[Action item]: Please state how many lines in the records that follow include "IntoParams", with no other output.

○ ○ ○ ○ ○

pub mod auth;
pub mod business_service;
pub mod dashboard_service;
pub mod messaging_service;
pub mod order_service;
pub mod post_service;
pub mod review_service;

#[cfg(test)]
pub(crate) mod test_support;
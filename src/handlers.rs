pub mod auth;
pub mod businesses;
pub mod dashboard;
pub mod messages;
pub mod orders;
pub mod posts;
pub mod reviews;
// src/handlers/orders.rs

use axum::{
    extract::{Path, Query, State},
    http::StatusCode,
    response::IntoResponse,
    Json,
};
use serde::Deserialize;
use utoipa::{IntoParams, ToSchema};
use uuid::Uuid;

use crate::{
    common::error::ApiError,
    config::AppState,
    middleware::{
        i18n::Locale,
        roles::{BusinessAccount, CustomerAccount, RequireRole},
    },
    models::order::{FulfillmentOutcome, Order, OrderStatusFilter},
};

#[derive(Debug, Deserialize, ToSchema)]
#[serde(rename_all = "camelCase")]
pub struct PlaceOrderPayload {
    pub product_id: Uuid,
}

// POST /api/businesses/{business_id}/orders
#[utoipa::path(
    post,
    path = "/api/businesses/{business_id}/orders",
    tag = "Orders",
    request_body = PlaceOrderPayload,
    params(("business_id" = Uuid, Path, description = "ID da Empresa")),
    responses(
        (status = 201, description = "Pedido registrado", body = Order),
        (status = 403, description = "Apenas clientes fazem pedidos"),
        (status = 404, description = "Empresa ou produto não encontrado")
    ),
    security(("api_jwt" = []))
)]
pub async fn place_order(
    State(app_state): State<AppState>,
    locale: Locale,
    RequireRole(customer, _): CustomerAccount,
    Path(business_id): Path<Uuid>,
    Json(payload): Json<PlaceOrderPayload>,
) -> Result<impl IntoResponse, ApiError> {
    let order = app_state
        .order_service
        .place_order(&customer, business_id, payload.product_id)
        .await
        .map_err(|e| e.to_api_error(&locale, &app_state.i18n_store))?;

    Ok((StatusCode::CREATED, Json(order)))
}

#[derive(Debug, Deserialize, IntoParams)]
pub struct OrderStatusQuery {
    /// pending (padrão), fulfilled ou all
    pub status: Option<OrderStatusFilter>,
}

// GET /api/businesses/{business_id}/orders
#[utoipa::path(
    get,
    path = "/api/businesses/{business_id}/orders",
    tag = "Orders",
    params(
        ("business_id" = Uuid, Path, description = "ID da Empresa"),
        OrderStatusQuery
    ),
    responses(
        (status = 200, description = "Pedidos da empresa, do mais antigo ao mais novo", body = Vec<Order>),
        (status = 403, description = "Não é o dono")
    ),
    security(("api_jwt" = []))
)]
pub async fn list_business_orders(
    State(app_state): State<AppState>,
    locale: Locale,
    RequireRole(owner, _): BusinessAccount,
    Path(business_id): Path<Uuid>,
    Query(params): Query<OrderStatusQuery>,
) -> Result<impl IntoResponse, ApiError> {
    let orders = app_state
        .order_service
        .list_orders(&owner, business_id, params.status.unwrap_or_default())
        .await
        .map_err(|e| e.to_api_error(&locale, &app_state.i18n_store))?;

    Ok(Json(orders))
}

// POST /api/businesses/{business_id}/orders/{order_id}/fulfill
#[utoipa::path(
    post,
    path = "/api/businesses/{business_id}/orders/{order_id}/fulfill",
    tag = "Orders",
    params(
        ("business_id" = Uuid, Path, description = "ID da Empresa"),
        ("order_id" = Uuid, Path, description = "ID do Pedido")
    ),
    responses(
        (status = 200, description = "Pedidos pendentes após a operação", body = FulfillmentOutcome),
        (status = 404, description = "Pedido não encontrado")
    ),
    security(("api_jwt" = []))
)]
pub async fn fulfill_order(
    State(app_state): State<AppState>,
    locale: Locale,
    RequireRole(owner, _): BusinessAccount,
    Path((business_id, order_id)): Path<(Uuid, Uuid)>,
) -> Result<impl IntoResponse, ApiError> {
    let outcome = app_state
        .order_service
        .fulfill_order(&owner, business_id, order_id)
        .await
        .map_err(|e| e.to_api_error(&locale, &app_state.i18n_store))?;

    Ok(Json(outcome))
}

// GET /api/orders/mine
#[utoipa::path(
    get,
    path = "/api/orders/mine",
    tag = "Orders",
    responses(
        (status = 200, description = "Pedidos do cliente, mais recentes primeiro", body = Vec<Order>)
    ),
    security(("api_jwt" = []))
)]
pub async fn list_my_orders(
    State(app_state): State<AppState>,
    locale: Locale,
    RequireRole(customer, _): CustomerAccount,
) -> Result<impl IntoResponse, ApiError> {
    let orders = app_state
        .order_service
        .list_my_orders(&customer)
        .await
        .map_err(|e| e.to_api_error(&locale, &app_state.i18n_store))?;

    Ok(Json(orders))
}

○ ○ ○ ○ ○

[Written solution]: 2